What Brought Norma to CCSF
Everything changed for Norma at Five Keys, the nation’s first charter school inside a county jail. The curriculum was tailored to help incarcerated students succeed. “The teachers were really great, but also I think it was the right time.” Norma had two young kids and was ready to make a change. When she was released, she enrolled in an outpatient program and got a job at a hospitality house, connecting homeless people with services. Norma wanted to pursue a career in community health. She enrolled in the Metro Transfer Academy at CCSF, a special program designed for lowincome, historically underrepresented students looking to pursue meaningful careers in their community.
Norma's CCSF Experience
Being a Metro Transfer student, Norma had extra support and a cohort of fellow students. She also took advantage of resources within CCSF: Way Pass for formerly incarcerated women, HARTS for homeless and at-risk students, and the Child Development Center for her youngest son’s childcare. It was overwhelming at first. “After I got my bearings [I realized] I really do like being in this learning environment. I was meeting people that were so different than the friends I had, people that wanted to get ahead. It was new, but it felt good.” Originally Norma planned to get a health worker certificate, but after doing well in class and gaining work experience with the health education department, she thought, “I’m not just going to settle for a certificate. I think I want to do more than that.”
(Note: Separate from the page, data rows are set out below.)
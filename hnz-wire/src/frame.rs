use std::io::{ErrorKind, Read, Write};
use std::net::{TcpListener, TcpStream};
use std::sync::atomic::{AtomicBool, Ordering};
use std::sync::{Arc, Mutex};
use std::thread::{self, JoinHandle};
use std::time::Duration;

use hnz_utils::error::Result;
use log::{debug, error, info, warn};

/// The largest HNZ frame this core will read or write, including the address
/// and control bytes.
pub const MAX_FRAME_LEN: usize = 255;

/// A single HNZ frame as handed up from the framing layer: byte 0 is the link
/// address, byte 1 is the control field, and anything past that is the
/// application payload.
#[derive(Clone, Copy)]
pub struct Frame {
	pub len: u16,
	pub bytes: [u8; MAX_FRAME_LEN],
}

impl Frame {
	pub fn from_slice(data: &[u8]) -> Self {
		let mut bytes = [0u8; MAX_FRAME_LEN];
		let len = data.len().min(MAX_FRAME_LEN);
		bytes[..len].copy_from_slice(&data[..len]);
		Self { len: len as u16, bytes }
	}

	pub fn payload(&self) -> &[u8] {
		&self.bytes[..self.len as usize]
	}

	/// The control byte (byte 1), or `0` for a frame too short to have one.
	pub fn control(&self) -> u8 {
		self.bytes.get(1).copied().unwrap_or(0)
	}
}

/// The narrow, external contract this core relies on for raw framing: reading
/// and writing one HNZ frame at a time over a transport this core does not
/// otherwise concern itself with. A production deployment backs this with the
/// real HDLC flag/stuffing/CRC framing library; this crate ships only the
/// loopback-TCP stand-in below (`TcpFrameCodec`) so the rest of the core is
/// runnable without that external dependency.
pub trait FrameCodec: Send {
	/// Starts listening on `port` and spawns the codec's own accept thread.
	/// Returns immediately; connectedness is observed via `is_connected`.
	fn start(&mut self, port: u16) -> Result;

	/// Tears down the listener and any connected peer, then joins the accept
	/// thread. Bounded: abandons a stuck accept thread after 10s rather than
	/// hanging shutdown forever.
	fn stop(&mut self);

	fn is_connected(&self) -> bool;

	/// Blocks for an implementation-chosen IO timeout. Returns `None` if no
	/// frame arrived in that window but the connection is still alive.
	fn receive_frame(&mut self) -> Option<Frame>;

	fn check_crc(&self, frame: &Frame) -> bool;

	/// Prepends `addr`, appends a CRC trailer, and writes the frame.
	fn send_frame(&mut self, addr: u8, payload: &[u8]) -> Result;
}

const ACCEPT_POLL_INTERVAL: Duration = Duration::from_millis(100);
const READ_TIMEOUT: Duration = Duration::from_millis(500);
const JOIN_TIMEOUT: Duration = Duration::from_secs(10);

struct Shared {
	stream: Mutex<Option<TcpStream>>,
	running: AtomicBool,
}

/// A concrete, non-normative `FrameCodec`: length-prefixed frames
/// (2-byte big-endian length, then address + control/payload bytes, then a
/// 1-byte additive checksum trailer) over a plain `TcpListener`/`TcpStream`.
///
/// This is not a claim about the real HNZ wire format — HDLC flag/stuffing/
/// CRC framing is outside this core's scope (§1) — it exists purely so
/// `PathEndpoint` and `DualPathServer` are runnable and testable over
/// loopback TCP.
pub struct TcpFrameCodec {
	shared: Arc<Shared>,
	accept_thread: Option<JoinHandle<()>>,
}

impl Default for TcpFrameCodec {
	fn default() -> Self {
		Self {
			shared: Arc::new(Shared { stream: Mutex::new(None), running: AtomicBool::new(false) }),
			accept_thread: None,
		}
	}
}

impl TcpFrameCodec {
	pub fn new() -> Self {
		Self::default()
	}
}

fn checksum(bytes: &[u8]) -> u8 {
	bytes.iter().fold(0u8, |acc, b| acc.wrapping_add(*b))
}

impl FrameCodec for TcpFrameCodec {
	fn start(&mut self, port: u16) -> Result {
		let listener = TcpListener::bind(("0.0.0.0", port)).map_err(|err| error!("Failed to bind TCP listener on port {port}: {err}"))?;

		listener.set_nonblocking(true).map_err(|err| error!("Failed to set listener non-blocking: {err}"))?;

		self.shared.running.store(true, Ordering::SeqCst);

		let shared = self.shared.clone();

		self.accept_thread = Some(thread::spawn(move || {
			info!("Listening for a peer on port {port}");

			while shared.running.load(Ordering::SeqCst) {
				match listener.accept() {
					Ok((stream, peer)) => {
						info!("Accepted connection from {peer}");

						if let Err(err) = stream.set_read_timeout(Some(READ_TIMEOUT)) {
							warn!("Failed to set read timeout: {err}");
						}

						*shared.stream.lock().expect("Stream mutex poisoned") = Some(stream);
						// This path accepts exactly one peer; reconnection requires a full restart.
						break;
					}
					Err(err) if err.kind() == ErrorKind::WouldBlock => thread::sleep(ACCEPT_POLL_INTERVAL),
					Err(err) => {
						error!("Accept failed on port {port}: {err}");
						break;
					}
				}
			}
		}));

		Ok(())
	}

	fn stop(&mut self) {
		self.shared.running.store(false, Ordering::SeqCst);

		if let Some(stream) = self.shared.stream.lock().expect("Stream mutex poisoned").take() {
			let _ = stream.shutdown(std::net::Shutdown::Both);
		}

		if let Some(handle) = self.accept_thread.take() {
			let shared = self.shared.clone();
			let (done_tx, done_rx) = std::sync::mpsc::channel();

			thread::spawn(move || {
				let _ = handle.join();
				let _ = done_tx.send(());
				drop(shared);
			});

			if done_rx.recv_timeout(JOIN_TIMEOUT).is_err() {
				warn!("Accept thread did not join within {JOIN_TIMEOUT:?}, abandoning it");
			}
		}
	}

	fn is_connected(&self) -> bool {
		self.shared.stream.lock().expect("Stream mutex poisoned").is_some()
	}

	fn receive_frame(&mut self) -> Option<Frame> {
		let mut guard = self.shared.stream.lock().expect("Stream mutex poisoned");
		let stream = guard.as_mut()?;

		let mut len_buf = [0u8; 2];

		match stream.read_exact(&mut len_buf) {
			Ok(()) => {}
			Err(err) if matches!(err.kind(), ErrorKind::WouldBlock | ErrorKind::TimedOut) => return None,
			Err(err) => {
				debug!("Connection lost while reading frame length: {err}");
				*guard = None;
				return None;
			}
		}

		let len = u16::from_be_bytes(len_buf) as usize;

		if len == 0 || len > MAX_FRAME_LEN {
			warn!("Received implausible frame length {len}, dropping connection");
			*guard = None;
			return None;
		}

		let mut body = vec![0u8; len + 1];

		if let Err(err) = stream.read_exact(&mut body) {
			debug!("Connection lost while reading frame body: {err}");
			*guard = None;
			return None;
		}

		let (payload, trailer) = body.split_at(len);
		let mut bytes = [0u8; MAX_FRAME_LEN];
		bytes[..len].copy_from_slice(payload);

		let mut frame = Frame { len: len as u16, bytes };
		// Stash the trailer right after the payload for check_crc to re-derive.
		if len < MAX_FRAME_LEN {
			frame.bytes[len] = trailer[0];
		}

		Some(frame)
	}

	fn check_crc(&self, frame: &Frame) -> bool {
		let len = frame.len as usize;

		if len >= MAX_FRAME_LEN {
			return false;
		}

		checksum(&frame.bytes[..len]) == frame.bytes[len]
	}

	fn send_frame(&mut self, addr: u8, payload: &[u8]) -> Result {
		let mut guard = self.shared.stream.lock().expect("Stream mutex poisoned");
		let Some(stream) = guard.as_mut() else {
			warn!("Attempted to send a frame with no connected peer");
			return Err(());
		};

		let mut body = Vec::with_capacity(payload.len() + 2);
		body.push(addr);
		body.extend_from_slice(payload);
		body.push(checksum(&body));

		let len = (body.len() as u16).to_be_bytes();

		let write = stream
			.write_all(&len)
			.and_then(|()| stream.write_all(&body))
			.and_then(|()| stream.flush());

		if let Err(err) = write {
			warn!("Failed to send frame: {err}");
			*guard = None;
			return Err(());
		}

		Ok(())
	}
}

#[cfg(test)]
mod tests {
	use std::net::TcpStream as StdStream;

	use super::*;

	fn free_port() -> u16 {
		TcpListener::bind("127.0.0.1:0").unwrap().local_addr().unwrap().port()
	}

	#[test]
	fn sends_and_receives_a_round_trip_frame() {
		let port = free_port();
		let mut server = TcpFrameCodec::new();
		server.start(port).unwrap();

		let client = loop {
			if let Ok(stream) = StdStream::connect(("127.0.0.1", port)) {
				break stream;
			}
			thread::sleep(Duration::from_millis(20));
		};

		let deadline = std::time::Instant::now() + Duration::from_secs(2);
		while !server.is_connected() && std::time::Instant::now() < deadline {
			thread::sleep(Duration::from_millis(20));
		}
		assert!(server.is_connected());

		server.send_frame(0x0F, &[0x63]).unwrap();

		let mut client = client;
		let mut len_buf = [0u8; 2];
		client.read_exact(&mut len_buf).unwrap();
		let len = u16::from_be_bytes(len_buf) as usize;
		let mut body = vec![0u8; len + 1];
		client.read_exact(&mut body).unwrap();

		assert_eq!(&body[..len], &[0x0F, 0x63]);

		server.stop();
	}

	#[test]
	fn rejects_a_frame_with_a_bad_checksum() {
		let frame = Frame { len: 2, bytes: { let mut b = [0u8; MAX_FRAME_LEN]; b[0] = 1; b[1] = 2; b[2] = 0xFF; b } };
		let codec = TcpFrameCodec::new();
		assert!(!codec.check_crc(&frame));
	}
}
Why CCSF Was a Good Choice for Norma
Norma completed the health worker certificate, an AA in liberal arts, and an AS in health education. “I learned so much at City College— not just the material but also how to think critically. I learned that there was something more out there for me. I had such a good experience.” Norma transferred to San Francisco State University and graduated with a BA in health education. She is already working in the field as a Peer Services Advocate at the Mission Neighborhood Resource Center. “I help folks access showers and access the shelter system. I run a women’s program to educate the women in our community about healthy relationships, housing rights, and social justice.”